I found him one day, it might have been the first day of shooting, strolling up and down on the street during a break, fully dressed in his Dublin bus conductor’s outfit from the 1960s, a period before payment cards when paper tickets for travel were issued by mechanical hand-wound ticket machines carried by the conductor in exchange for a strange thing called cash. All our props and costumes were authentic, often sourced from local museums, and we used real period Irish coins, of course – pennies with a Celtic harp on one side. Albert quickly grew fond of his ticket machine and leather coin pouch. He’d walk up to me and say, ‘listen to this, Suri’ as he ran his fingers through the coins, a childlike excitement beaming across his face. Then he’d bring his hands out and sniff them, telling me, ‘you can’t show this in your film, Suri, but I know it’s there’ he’d say, grinning, referring to the smell the old coins had left on his chubby fingers.
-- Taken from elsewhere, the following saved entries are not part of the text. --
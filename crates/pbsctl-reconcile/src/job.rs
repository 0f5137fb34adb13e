//! Digest-protected CRUD reconciliation shared by the four scheduled-job
//! families (prune, sync, verify, GC). Every family's Update is "merge
//! desired fields, compute the delete set, echo the prior digest, PUT" —
//! the only thing that differs per family is which [`FieldSpec`] table
//! applies and which endpoint the caller's closure hits, so this module
//! builds the body and leaves the actual client call to the caller.

use pbsctl_core::Value;
use pbsctl_error::PbsError;
use pbsctl_mapping::{compute_delete_set, FieldSpec};
use pbsctl_resources::WriteOutcome;
use std::collections::{BTreeMap, BTreeSet};
use std::future::Future;

/// Builds the PUT body for a job Update: every `Known` desired field, the
/// derived `delete` array (§4.6 Update step 2), and the prior `digest`
/// carried forward untouched (§4.6 Update step 1).
pub fn build_job_update_body(
    field_specs: &[FieldSpec],
    desired: &BTreeMap<&'static str, Value<String>>,
    prior: &serde_json::Value,
) -> serde_json::Value {
    let prior_present: BTreeSet<&'static str> = field_specs
        .iter()
        .filter(|spec| prior.get(spec.wire_name).is_some())
        .map(|spec| spec.wire_name)
        .collect();
    let delete_set = compute_delete_set(field_specs, desired, &prior_present);

    let mut body = serde_json::Map::new();
    for spec in field_specs {
        if let Some(Value::Known(v)) = desired.get(spec.wire_name) {
            body.insert(spec.wire_name.to_string(), serde_json::Value::String(v.clone()));
        }
    }
    if !delete_set.is_empty() {
        body.insert(
            "delete".to_string(),
            serde_json::Value::Array(delete_set.to_wire_array().into_iter().map(Into::into).collect()),
        );
    }
    if let Some(digest) = prior.get("digest").and_then(|v| v.as_str()) {
        body.insert("digest".to_string(), serde_json::Value::String(digest.to_string()));
    }
    serde_json::Value::Object(body)
}

/// Builds the Update body then hands it to `update`, the caller's bound
/// job-family client call (e.g. `|body| prune_client.update(&headers, id,
/// &body)`). On `ConflictDigestMismatch`, per §4.6 Update step 4, this
/// function does not retry — the error is returned as-is for the framework
/// to re-plan.
pub async fn reconcile_job_update<F, Fut>(
    field_specs: &[FieldSpec],
    desired: &BTreeMap<&'static str, Value<String>>,
    prior: &serde_json::Value,
    update: F,
) -> Result<WriteOutcome, PbsError>
where
    F: FnOnce(serde_json::Value) -> Fut,
    Fut: Future<Output = Result<WriteOutcome, PbsError>>,
{
    let body = build_job_update_body(field_specs, desired, prior);
    update(body).await
}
Such details were important to Albert, as were other discoveries made while researching, so that he could fully immerse himself in his role. I watched as he peeled away and discarded the layers of Albert Finney that he didn’t need, like stripping the bark from a tree, until he was left with the core of stuff that might be useful for his character, Alfie Byrne, to have. Critical to what was left was the childlike innocence that was the defining features of Alfie as well as his working-class roots and connections to his community. Some of these things were skills – such as operating a ticket machine so that it became an unconscious process, or learning how to keep his balance while standing on a bus that twists and turns, bumping its way around the cobbled Dublin streets. On our first day shooting the bus sequences I found him standing with his back pressed against one of the many chrome seat rests. ‘Look’ he said, ‘I’ve got to park one buttock on either side of the rail. That’s how they keep their balance’ he added, grinning, excited that he’d learned the secret of a bus conductor’s ability to remain stable while both hands were being used to issue tickets.

We finished shooting A Man of No Importance on the 9th May, 1993, Albert’s birthday, and I took him out for a farewell lunch the following day, the 10th May, my birthday. As a gift, I gave him his beloved ticket machine from the museum and had it engraved. He opened the box, looked at it and said, ‘my machine’ with a child-like joy in his face. He then looked up and said ‘it’s very hard sometimes to say things…’ his eyes now filling with tears.

Albert always found it difficult to watch himself on screen, indeed once told me that he hadn’t seen many of the movies he had starred in, but however sad his parting, he has left the gift of his great screen performances to be seen for future generations to come.

Albert Finney passed away on 7 February 2019, at the age of 82.